Frequent Sequence, Itemset and Association Rule Mining
Sequence Mining based Alarm Suppression
To provide more insight into the process dynamics and represent the temporal relationships among faults, control actions and process variables we propose of a multi-temporal sequence mining based algorithm. The methodology starts with the generation of frequent temporal patterns of the alarm signals. We transformed the multi-temporal sequences into Bayes classifiers. The obtained association rules can be used to define alarm suppression rules. We analyzed the dataset of a laboratory-scale water treatment testbed to illustrate that multi-temporal sequences are applicable for the description of operation patterns. We extended the benchmark simulator of a vinyl acetate production technology to generate easily reproducible results and stimulate the development of alarm management algorithms. The results of detailed sensitivity analyses confirm the benefits of the application of temporal alarm suppression rules which are reflecting the dynamical behaviour of the process.

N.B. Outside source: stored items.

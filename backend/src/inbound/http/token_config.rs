//! Environment-driven access token settings.
//!
//! | Variable                   | Meaning                                         |
//! |----------------------------|-------------------------------------------------|
//! | `ACCESS_TOKEN_SECRET_FILE` | Path to the HS256 signing secret                |
//! | `ACCESS_TOKEN_SECRET`      | Inline secret, honoured in debug builds only    |
//! | `ACCESS_TOKEN_TTL`         | Lifetime: `1h` (default), `7d`, `30m`, seconds  |
//!
//! Release builds require a secret file of at least 32 bytes. Debug builds
//! fall back to the inline secret and then to a random per-process secret.

pub mod fingerprint;

use std::path::PathBuf;
use std::sync::Arc;
use std::time::Duration;

use mockable::{Clock, Env};
use rand::RngCore;
use tracing::{info, warn};
use zeroize::Zeroizing;

use crate::domain::TokenIssuer;

use self::fingerprint::secret_fingerprint;

pub(crate) const SECRET_FILE_ENV: &str = "ACCESS_TOKEN_SECRET_FILE";
pub(crate) const SECRET_ENV: &str = "ACCESS_TOKEN_SECRET";
pub(crate) const TTL_ENV: &str = "ACCESS_TOKEN_TTL";
pub(crate) const SECRET_MIN_LEN: usize = 32;
const DEFAULT_TTL: Duration = Duration::from_secs(60 * 60);
const TTL_EXPECTED: &str = "<n>s|<n>m|<n>h|<n>d|<seconds>";

/// Build mode for validation strictness.
#[derive(Clone, Copy, Debug, Eq, PartialEq)]
pub enum BuildMode {
    /// Tolerates missing secrets with warnings.
    Debug,
    /// Requires an explicit secret file.
    Release,
}

impl BuildMode {
    /// Determine the build mode from `cfg!(debug_assertions)`.
    #[must_use]
    pub fn from_debug_assertions() -> Self {
        if cfg!(debug_assertions) {
            Self::Debug
        } else {
            Self::Release
        }
    }

    fn is_debug(self) -> bool {
        matches!(self, Self::Debug)
    }
}

/// Errors raised while validating token configuration.
#[derive(thiserror::Error, Debug)]
pub enum TokenConfigError {
    #[error("missing required environment variable: {name}")]
    MissingEnv { name: &'static str },
    #[error("invalid value for {name}='{value}'; expected {expected}")]
    InvalidEnv {
        name: &'static str,
        value: String,
        expected: &'static str,
    },
    #[error("failed to read token secret at {path}: {source}")]
    SecretRead {
        path: PathBuf,
        #[source]
        source: std::io::Error,
    },
    #[error("token secret too short: need >= {min_len} bytes, got {length}")]
    SecretTooShort { length: usize, min_len: usize },
    #[error("ACCESS_TOKEN_SECRET is not accepted in release builds; use ACCESS_TOKEN_SECRET_FILE")]
    InlineSecretNotAllowed,
}

/// Validated token settings. The secret is wiped on drop.
pub struct TokenSettings {
    secret: Zeroizing<Vec<u8>>,
    ttl: Duration,
}

impl TokenSettings {
    /// Token lifetime.
    pub fn ttl(&self) -> Duration {
        self.ttl
    }

    /// Short hex fingerprint of the secret for logs.
    pub fn fingerprint(&self) -> String {
        secret_fingerprint(&self.secret)
    }

    /// Derive the issuer; the secret bytes are zeroised when `self` drops.
    pub fn into_issuer(self, clock: Arc<dyn Clock>) -> TokenIssuer {
        TokenIssuer::new(&self.secret, self.ttl, clock)
    }
}

impl std::fmt::Debug for TokenSettings {
    fn fmt(&self, f: &mut std::fmt::Formatter<'_>) -> std::fmt::Result {
        f.debug_struct("TokenSettings")
            .field("fingerprint", &self.fingerprint())
            .field("ttl", &self.ttl)
            .finish()
    }
}

/// Read token settings from the environment.
///
/// # Examples
///
/// ```rust
/// use academy::inbound::http::token_config::{BuildMode, token_settings_from_env};
/// use mockable::MockEnv;
///
/// let mut env = MockEnv::new();
/// env.expect_string().returning(|name| match name {
///     "ACCESS_TOKEN_SECRET" => Some("an inline development secret".to_owned()),
///     "ACCESS_TOKEN_TTL" => Some("7d".to_owned()),
///     _ => None,
/// });
///
/// let settings = token_settings_from_env(&env, BuildMode::Debug).expect("valid settings");
/// assert_eq!(settings.ttl().as_secs(), 7 * 24 * 60 * 60);
/// ```
pub fn token_settings_from_env<E: Env>(
    env: &E,
    mode: BuildMode,
) -> Result<TokenSettings, TokenConfigError> {
    let ttl = ttl_from_env(env, mode)?;
    let secret = secret_from_env(env, mode)?;
    let settings = TokenSettings { secret, ttl };
    info!(
        fingerprint = %settings.fingerprint(),
        ttl_secs = ttl.as_secs(),
        "access token secret loaded"
    );
    Ok(settings)
}

fn ttl_from_env<E: Env>(env: &E, mode: BuildMode) -> Result<Duration, TokenConfigError> {
    let Some(value) = env.string(TTL_ENV) else {
        return Ok(DEFAULT_TTL);
    };
    match parse_ttl(&value) {
        Some(ttl) => Ok(ttl),
        None if mode.is_debug() => {
            warn!(value = %value, "invalid ACCESS_TOKEN_TTL; defaulting to 1h");
            Ok(DEFAULT_TTL)
        }
        None => Err(TokenConfigError::InvalidEnv {
            name: TTL_ENV,
            value,
            expected: TTL_EXPECTED,
        }),
    }
}

fn secret_from_env<E: Env>(
    env: &E,
    mode: BuildMode,
) -> Result<Zeroizing<Vec<u8>>, TokenConfigError> {
    if let Some(path) = env.string(SECRET_FILE_ENV) {
        let path = PathBuf::from(path);
        let bytes = std::fs::read(&path)
            .map(Zeroizing::new)
            .map_err(|source| TokenConfigError::SecretRead { path, source })?;
        return check_length(trim_trailing_newline(bytes), mode);
    }

    if let Some(inline) = env.string(SECRET_ENV) {
        let inline = Zeroizing::new(inline);
        if !mode.is_debug() {
            return Err(TokenConfigError::InlineSecretNotAllowed);
        }
        return check_length(Zeroizing::new(inline.as_bytes().to_vec()), mode);
    }

    if mode.is_debug() {
        warn!("no access token secret configured; using an ephemeral secret (dev only)");
        let mut secret = Zeroizing::new(vec![0_u8; SECRET_MIN_LEN]);
        rand::thread_rng().fill_bytes(&mut secret);
        return Ok(secret);
    }
    Err(TokenConfigError::MissingEnv {
        name: SECRET_FILE_ENV,
    })
}

fn check_length(
    secret: Zeroizing<Vec<u8>>,
    mode: BuildMode,
) -> Result<Zeroizing<Vec<u8>>, TokenConfigError> {
    let length = secret.len();
    if length == 0 || (!mode.is_debug() && length < SECRET_MIN_LEN) {
        return Err(TokenConfigError::SecretTooShort {
            length,
            min_len: SECRET_MIN_LEN,
        });
    }
    if length < SECRET_MIN_LEN {
        warn!(length, "access token secret is shorter than recommended");
    }
    Ok(secret)
}

/// Secret files written with `echo` carry a trailing newline.
fn trim_trailing_newline(mut bytes: Zeroizing<Vec<u8>>) -> Zeroizing<Vec<u8>> {
    while matches!(bytes.last(), Some(b'\n' | b'\r')) {
        bytes.pop();
    }
    bytes
}

/// Parse `90`, `45s`, `30m`, `1h`, or `7d`. Zero is rejected.
pub(crate) fn parse_ttl(raw: &str) -> Option<Duration> {
    let raw = raw.trim();
    let (digits, unit) = match raw.char_indices().last() {
        Some((idx, ch)) if ch.is_ascii_alphabetic() => (&raw[..idx], Some(ch)),
        _ => (raw, None),
    };
    let amount: u64 = digits.parse().ok()?;
    let multiplier = match unit.map(|ch| ch.to_ascii_lowercase()) {
        None | Some('s') => 1,
        Some('m') => 60,
        Some('h') => 60 * 60,
        Some('d') => 24 * 60 * 60,
        Some(_) => return None,
    };
    let secs = amount.checked_mul(multiplier)?;
    (secs > 0).then(|| Duration::from_secs(secs))
}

The files are the supplementary materials of our paper will be published in IEEE Access, 2018 For the extended simulator of the vinyl acetate production technology and the source codes of the Bayes’ theorem-based evaluation of sequences see: HTTPS://GITHUB.COM/ABONYILAB/VACSIMULATOR
The MATLAB implementation of the sequence mining algorithm is available at: HTTPS://GITHUB.COM/ABONYILAB/MULTI-TEMPORAL-SEQUENCE-MINING
Fuzzy association rule mining for feature and model structure selection
Effective methods for feature and model structure selection are very important for data-driven modeling and system identification tasks. A new method for selecting important variables in nonlinear (dynamic) models with mixed discrete (categorical, fuzzy) and continuous inputs and outputs was developed. The method applies fuzzy association rule mining and the selection process of important variables (model structure) is based on two rule interesting measures. The method is able to select the most relevant variables in nonlinear feature selection problems. Moreover it selects the right model order of strongly nonlinear dynamical system, therefore it can be a very efficient tool for process modeling.
Compact and accurate fuzzy classifiers can be constructed by fuzzy association rule mining
The interpretability and accuracy are critical issues in many classification applications. Associative classifier methods can have high accuracy but these predictions are based on too large sets of rules. In contrast to them, a new method was developed which produces very compact and accurate fuzzy classifier systems at the same time. Therefore, it efficiently helps to understand the relationships of data and the predict mechanism in several types of classification problem.
Bit-Table Based Biclustering and Frequent Closed Itemset Mining in High-Dimensional Binary Data
During the last decade various algorithms have been developed and proposed for discovering overlapping clusters in highdimensional data.The two most prominent application fields in this research, proposed independently, are frequent itemset mining (developed for market basket data) and biclustering (applied to gene expression data analysis). The common limitation of both methodologies is the limited applicability for very large binary data sets. In this paper we propose a novel and efficient method to find both frequent closed itemsets and biclusters in high-dimensional binary data. The method is based on simple but very powerful matrix and vector multiplication approaches that ensure that all patterns can be discovered in a fast manner.The proposed algorithm has been implemented in the commonly used MATLAB environment.
A Király, A. Gyenesei, J. Abonyi, Bit-Table Based Biclustering and Frequent Closed Itemset Mining in High-Dimensional Binary Data, The Scientific World Journal, vol. 2014, Article ID 870406, 7 pages
Bittable_TID - a Bit-Table based biclustering tool
Bittable_TID is a biclustering tool written in MATLAB. It provides a fast solution for finding all biclusters within a binary data matrix.
Quick Download and running guide
You can download the MATLAB source code, the other software tools used for comparison and data sets from here:
- Bittable_TID program package: Bittable_TID
- BiMAX software package: BiMAX
- Supplementary data for the related publication (input data sets): Bittable_TID datasets
After downloading and unpacking the program package, the program can be run by opening the file
bittable_TID.m in MATLAB. The resulted closed itemsets are presented in the variable:
itemsCell. Each row represents a closed itemset, where first column contains the involved rows while the second the involved columns.